Toujours plus de dopamine, de plaisir, de consommation... Le striatum, notre cerveau archaïque, en redemande toujours plus, conduisant l'espèce humaine aux pires erreurs et même, désormais, à la catastrophe terminale.
Tout a commencé sur une route isolée dans l'est canadien. Sébastien Bolher, docteur en neurosciences et rédacteur en chef de la revue Cerveau & Psycho, avait organisé un trekking de deux semaines avec ses cousins. Mais il avait sous-évalué le stock des provisions. Les quatre derniers jours, les marcheurs n'avaient plus que le sucre qui était collé au fond des sachets en plastique de leurs desserts.

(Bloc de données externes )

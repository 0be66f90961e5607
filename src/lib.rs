pub mod cache;
pub mod config;
pub mod dependencies;
pub mod discovery;
pub mod local_source;
pub mod locals;
pub mod output;
pub mod parser;
pub mod processor;
pub mod project;
pub mod resolver;

#[cfg(test)]
mod test_support;

// Re-export main types
pub use config::GenerateConfig;
pub use output::AtlantisConfig;
pub use processor::{generate, GenerateError};
pub use project::Project;
//! Discover local terraform module sources.
//!
//! A module that calls `module "x" { source = "../shared" }` changes whenever
//! the files in `../shared` change, so every local module call (followed
//! recursively) contributes a `<dir>/*.tf*` glob.

use camino::{Utf8Path, Utf8PathBuf};
use std::collections::HashSet;

use crate::parser::{parse_module_calls, ParseError};
use crate::resolver::normalize_path;

const LOCAL_MODULE_SOURCE_PREFIXES: &[&str] = &["./", "../", ".\\", "..\\"];

/// Whether a `module` block `source` points at a local directory.
pub fn is_local_module_source(source: &str) -> bool {
    LOCAL_MODULE_SOURCE_PREFIXES.iter().any(|prefix| source.starts_with(prefix))
}

/// Whether a terragrunt `terraform.source` points at a local directory.
///
/// Besides the relative prefixes, terragrunt sources are commonly built from
/// functions such as `get_repo_root()`, which evaluate to absolute paths.
pub fn is_local_terraform_source(source: &str) -> bool {
    is_local_module_source(source)
        || (Utf8Path::new(source).is_absolute() && !source.contains("::") && !source.contains("://"))
}

/// Find the globs of all local modules called from the terraform files in
/// `dir`, recursing into each of them.
pub fn find_local_module_sources(dir: &Utf8Path) -> Result<Vec<Utf8PathBuf>, ParseError> {
    let dir = normalize_path(dir);
    let mut visited = HashSet::from([dir.clone()]);
    let mut globs = Vec::new();
    scan(&dir, &mut visited, &mut globs)?;
    Ok(globs)
}

fn scan(dir: &Utf8Path, visited: &mut HashSet<Utf8PathBuf>, globs: &mut Vec<Utf8PathBuf>) -> Result<(), ParseError> {
    for source in module_sources(dir)? {
        if !is_local_module_source(&source) {
            continue;
        }

        let module_dir = normalize_path(&dir.join(source.replace('\\', "/")));
        if !visited.insert(module_dir.clone()) {
            continue;
        }

        globs.push(module_dir.join("*.tf*"));
        scan(&module_dir, visited, globs)?;
    }
    Ok(())
}

/// Module sources declared in `dir`, with override files applied by module name.
fn module_sources(dir: &Utf8Path) -> Result<Vec<String>, ParseError> {
    let (primary, overrides) = config_files(dir)?;

    let mut modules: Vec<(String, String)> = Vec::new();
    for path in primary.iter().chain(&overrides) {
        for call in parse_module_calls(path)? {
            match modules.iter_mut().find(|(name, _)| *name == call.name) {
                Some(existing) => existing.1 = call.source,
                None => modules.push((call.name, call.source)),
            }
        }
    }

    Ok(modules.into_iter().map(|(_, source)| source).collect())
}

/// Terraform files directly in `dir`, split into primary and override files.
fn config_files(dir: &Utf8Path) -> Result<(Vec<Utf8PathBuf>, Vec<Utf8PathBuf>), ParseError> {
    let io_error = |source| ParseError::IoError {
        path: dir.to_owned(),
        source,
    };

    let mut names = Vec::new();
    for entry in dir.read_dir_utf8().map_err(io_error)? {
        let entry = entry.map_err(io_error)?;
        if entry.file_type().map_err(io_error)?.is_file() {
            names.push(entry.file_name().to_owned());
        }
    }
    names.sort();

    let mut primary = Vec::new();
    let mut overrides = Vec::new();
    for name in names {
        let Some(ext) = terraform_ext(&name) else { continue };
        if is_ignored_file(&name) {
            continue;
        }

        let stem = &name[..name.len() - ext.len()];
        if stem == "override" || stem.ends_with("_override") {
            overrides.push(dir.join(&name));
        } else {
            primary.push(dir.join(&name));
        }
    }

    Ok((primary, overrides))
}

fn terraform_ext(name: &str) -> Option<&'static str> {
    if name.ends_with(".tf") {
        Some(".tf")
    } else if name.ends_with(".tf.json") {
        Some(".tf.json")
    } else {
        None
    }
}

/// Editor swap files and hidden files.
fn is_ignored_file(name: &str) -> bool {
    name.starts_with('.') || name.ends_with('~') || (name.starts_with('#') && name.ends_with('#'))
}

Lorsque Sébastien, affamé, regagne l'hôtel et la civilisation, il se rue « comme un ogre » sur le frigo et engloutit avec un plaisir infini des pancakes au sirop d'érable et tout ce qu'il trouve. Une heure plus tard, c'est l'indigestion. Il devra garder le lit un jour de plus.

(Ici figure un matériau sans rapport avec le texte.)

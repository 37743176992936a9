//! Object detection boundary.
//!
//! The detector is an external collaborator accessed through a narrow trait:
//! given a frame, it returns labelled bounding boxes. Model weights, inference
//! and non-max suppression live behind that boundary. Label vocabulary is not
//! contractually stable beyond "a string containing a recognizable class
//! name", which is why matching against labels is centralised here.

mod stub;
#[cfg(feature = "backend-tract")]
mod tract;

pub use stub::ScriptedDetector;
#[cfg(feature = "backend-tract")]
pub use tract::TractDetector;

use anyhow::Result;

use crate::frame::Frame;

/// Axis-aligned bounding box in pixel coordinates.
#[derive(Clone, Copy, Debug, PartialEq)]
pub struct BoundingBox {
    pub x_min: f32,
    pub y_min: f32,
    pub x_max: f32,
    pub y_max: f32,
}

impl BoundingBox {
    pub fn new(x_min: f32, y_min: f32, x_max: f32, y_max: f32) -> Self {
        Self {
            x_min,
            y_min,
            x_max,
            y_max,
        }
    }

    /// Box center, the reference point for zone containment tests.
    pub fn center(&self) -> (f32, f32) {
        (
            (self.x_min + self.x_max) / 2.0,
            (self.y_min + self.y_max) / 2.0,
        )
    }
}

/// One object instance reported by the detector for a single frame.
#[derive(Clone, Debug)]
pub struct Detection {
    /// Raw detector label. Untrusted free-form vocabulary.
    pub label: String,
    /// Confidence in `[0, 1]`.
    pub confidence: f32,
    pub bbox: BoundingBox,
}

impl Detection {
    pub fn new(label: impl Into<String>, confidence: f32, bbox: BoundingBox) -> Self {
        Self {
            label: label.into(),
            confidence,
            bbox,
        }
    }
}

/// How raw detector labels are matched against a canonical class name.
#[derive(Clone, Copy, Debug, Default, PartialEq, Eq)]
pub enum MatchMode {
    /// Case-insensitive substring containment. Tolerates vocabulary drift and
    /// labels that carry human-readable confidence suffixes.
    #[default]
    Substring,
    /// Case-insensitive equality. For detectors with a clean label contract.
    Exact,
}

/// Test a raw label against a canonical class name.
///
/// `class` is expected to be lowercase already (config validation enforces
/// this); the raw label is lowercased here.
pub fn label_matches(label: &str, class: &str, mode: MatchMode) -> bool {
    let label = label.to_lowercase();
    match mode {
        MatchMode::Substring => label.contains(class),
        MatchMode::Exact => label == class,
    }
}

/// Detector backend trait.
///
/// Implementations must treat the frame as read-only and may block for an
/// unbounded, per-frame-varying amount of time.
pub trait Detector: Send {
    /// Backend identifier for logs.
    fn name(&self) -> &'static str;

    /// Run detection on a frame.
    fn detect(&mut self, frame: &Frame) -> Result<Vec<Detection>>;

    /// Optional warm-up hook.
    fn warm_up(&mut self) -> Result<()> {
        Ok(())
    }
}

Son expérience personnelle illustre un péril sous estimé : « Si nous sommes programmés depuis longtemps pour manger sans faim, pour en demander toujours plus sans capacité de modération, où résident les circuits qui déterminent ce comportement ? » Sébastien Bolher affirme, dans son essai intitulé le Bug humain (Robert Laffont), et avec une tranquillité et un humour glacé de thanatopracteur, que le cerveau humain programme la propre destruction de l'espèce.
BÊTISE ENTÊTANTE
L'humanité va tout droit dans le mur. Bêlante, pressée, mais follement heureuse car la dopamine, ce neurotransmetteur du plaisir et activateur du renforcement de la récompense, coule à flots dans ses neurones insatiables. Le sexe et la bouffe, l'idée de la récompense rapide, la comparaison sociale (se situer et dominer l'autre) sont des facteurs surpuissants de recherche de plaisir inscrite au fin fond de notre cerveau depuis 200.000 ans, le fameux striatum. Celui-ci est composé, nous dit la littérature scientifique, du noyau accumbens, du noyau caudé et du put amen, et approvisionné en dopamine par l'aire tegmentale ventrale.

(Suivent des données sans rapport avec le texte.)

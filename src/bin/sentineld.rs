//! sentineld - zone monitoring daemon
//!
//! Runs the capture loop end to end:
//! 1. Opens the configured frame source (camera device or video file)
//! 2. Runs the detector on every frame
//! 3. Counts people inside the zone of interest
//! 4. Fires weapon alerts: screenshot + durable SQLite record
//! 5. Prints the alert log and a run summary on exit

use anyhow::{anyhow, Result};
use clap::Parser;
use std::sync::atomic::Ordering;

use zone_sentinel::alert::{AlertManager, ScreenshotStore, SqliteAlertStore};
use zone_sentinel::config::{MonitorConfig, SourceKind};
use zone_sentinel::detect::{Detector, ScriptedDetector};
use zone_sentinel::pipeline::{FrameSink, JpegDirSink, Monitor, NullSink};
use zone_sentinel::source::{CameraConfig, CameraSource, FileSource, FrameSource};
use zone_sentinel::zone::Zone;
use zone_sentinel::OccupancyCounter;

#[derive(Parser, Debug)]
#[command(author, version, about)]
struct Args {
    /// Source override: a camera index (e.g. `0`), a device path, a video
    /// file path, or `stub://name`. Defaults to the configured source.
    source: Option<String>,
    /// Requested capture resolution as WIDTHxHEIGHT (e.g. 1280x720).
    #[arg(long, value_name = "WxH")]
    resolution: Option<String>,
    /// ONNX model path for the tract detector backend.
    #[arg(long, env = "SENTINEL_MODEL")]
    model: Option<String>,
    /// Write every Nth annotated frame as a JPEG to this directory.
    #[arg(long, value_name = "DIR")]
    save_annotated: Option<String>,
    /// Frame interval for --save-annotated.
    #[arg(long, default_value_t = 30)]
    annotated_interval: u64,
}

fn main() -> Result<()> {
    env_logger::Builder::from_env(env_logger::Env::default().default_filter_or("info")).init();

    let args = Args::parse();
    let mut config = MonitorConfig::load()?;
    apply_source_override(&mut config, &args)?;

    let source = open_source(&config)?;
    let (width, height) = source.resolution();
    let zone = Zone::from_template(&config.zone_template, width, height);
    log::info!(
        "monitoring {} at {}x{}, zone vertices {:?}",
        source.describe(),
        width,
        height,
        zone.vertices()
    );

    let detector = open_detector(&args)?;
    let occupancy = OccupancyCounter::new(&config.occupancy_class, config.occupancy_match);
    let alerts = AlertManager::new(config.alerts.clone());
    let screenshots = ScreenshotStore::new(&config.screenshots_dir)?;
    let store = SqliteAlertStore::open(&config.db_path)?;
    let sink: Box<dyn FrameSink> = match &args.save_annotated {
        Some(dir) => Box::new(JpegDirSink::new(dir, args.annotated_interval)?),
        None => Box::new(NullSink),
    };

    let mut monitor = Monitor::new(
        source,
        detector,
        zone,
        occupancy,
        alerts,
        screenshots,
        Box::new(store),
        sink,
    )
    .with_max_read_failures(config.source.max_read_failures);

    let stop = monitor.stop_flag();
    ctrlc::set_handler(move || {
        stop.store(true, Ordering::SeqCst);
    })?;

    let summary = monitor.run()?;

    println!("--- alert log ---");
    for message in monitor.alert_log() {
        println!("{message}");
    }
    println!(
        "processed {} frames, fired {} alerts ({} detector failures, {} persist failures), last occupancy {}",
        summary.frames_processed,
        summary.alerts_fired,
        summary.detector_failures,
        summary.persist_failures,
        summary.last_occupancy
    );
    Ok(())
}

fn apply_source_override(config: &mut MonitorConfig, args: &Args) -> Result<()> {
    if let Some(source) = &args.source {
        // A bare integer is a camera index; anything else is a path or a
        // stub:// name and keeps the configured kind.
        if let Ok(index) = source.parse::<u32>() {
            config.source.kind = SourceKind::Camera;
            config.source.location = CameraConfig::device_for_index(index);
        } else {
            config.source.location = source.clone();
        }
    }
    if let Some(resolution) = &args.resolution {
        let (width, height) = parse_resolution(resolution)?;
        config.source.width = width;
        config.source.height = height;
    }
    Ok(())
}

fn parse_resolution(value: &str) -> Result<(u32, u32)> {
    let (w, h) = value
        .split_once('x')
        .ok_or_else(|| anyhow!("resolution must be WIDTHxHEIGHT, got \"{}\"", value))?;
    let width: u32 = w
        .parse()
        .map_err(|_| anyhow!("invalid resolution width \"{}\"", w))?;
    let height: u32 = h
        .parse()
        .map_err(|_| anyhow!("invalid resolution height \"{}\"", h))?;
    if width == 0 || height == 0 {
        return Err(anyhow!("resolution must be non-zero"));
    }
    Ok((width, height))
}

fn open_source(config: &MonitorConfig) -> Result<Box<dyn FrameSource>> {
    match config.source.kind {
        SourceKind::Camera => Ok(Box::new(CameraSource::open(config.source.camera_config())?)),
        SourceKind::File => Ok(Box::new(FileSource::open(config.source.file_config())?)),
    }
}

fn open_detector(args: &Args) -> Result<Box<dyn Detector>> {
    match &args.model {
        Some(model) => {
            #[cfg(feature = "backend-tract")]
            {
                // Deployed model vocabulary; indices must match the exported
                // ONNX class order.
                let classes = vec![
                    "person".to_string(),
                    "gun".to_string(),
                    "knife".to_string(),
                ];
                Ok(Box::new(zone_sentinel::detect::TractDetector::new(
                    model, 640, 640, classes,
                )?))
            }
            #[cfg(not(feature = "backend-tract"))]
            {
                Err(anyhow!(
                    "--model {} requires the backend-tract feature",
                    model
                ))
            }
        }
        None => {
            log::warn!("no model configured, running with a silent stub detector");
            Ok(Box::new(ScriptedDetector::silent()))
        }
    }
}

« Leurs instances décisionnaires innervent pratiquement toutes les régions du cortex où siègent la raison, l'esprit de planification, d'organisation, d'abstraction, et même la mémoire », décrit Bohler. Huit milliards de cerveaux menés par le bout du nez. Le striatum nous conduit aux pires conneries : toujours plus de dopamine, de plaisir, de consommation, de dévoration de la planète. Pourquoi, s'est demandé Bohler, les vidéos porno et celles des chatons sont-elles les plus visionnées sur le Web ? Car elles libèrent des stimuli qui injectent immédiatement des émotions positives. Le biotope numérique adonné une seconde jeunesse à ce cerveau shooté comme jamais.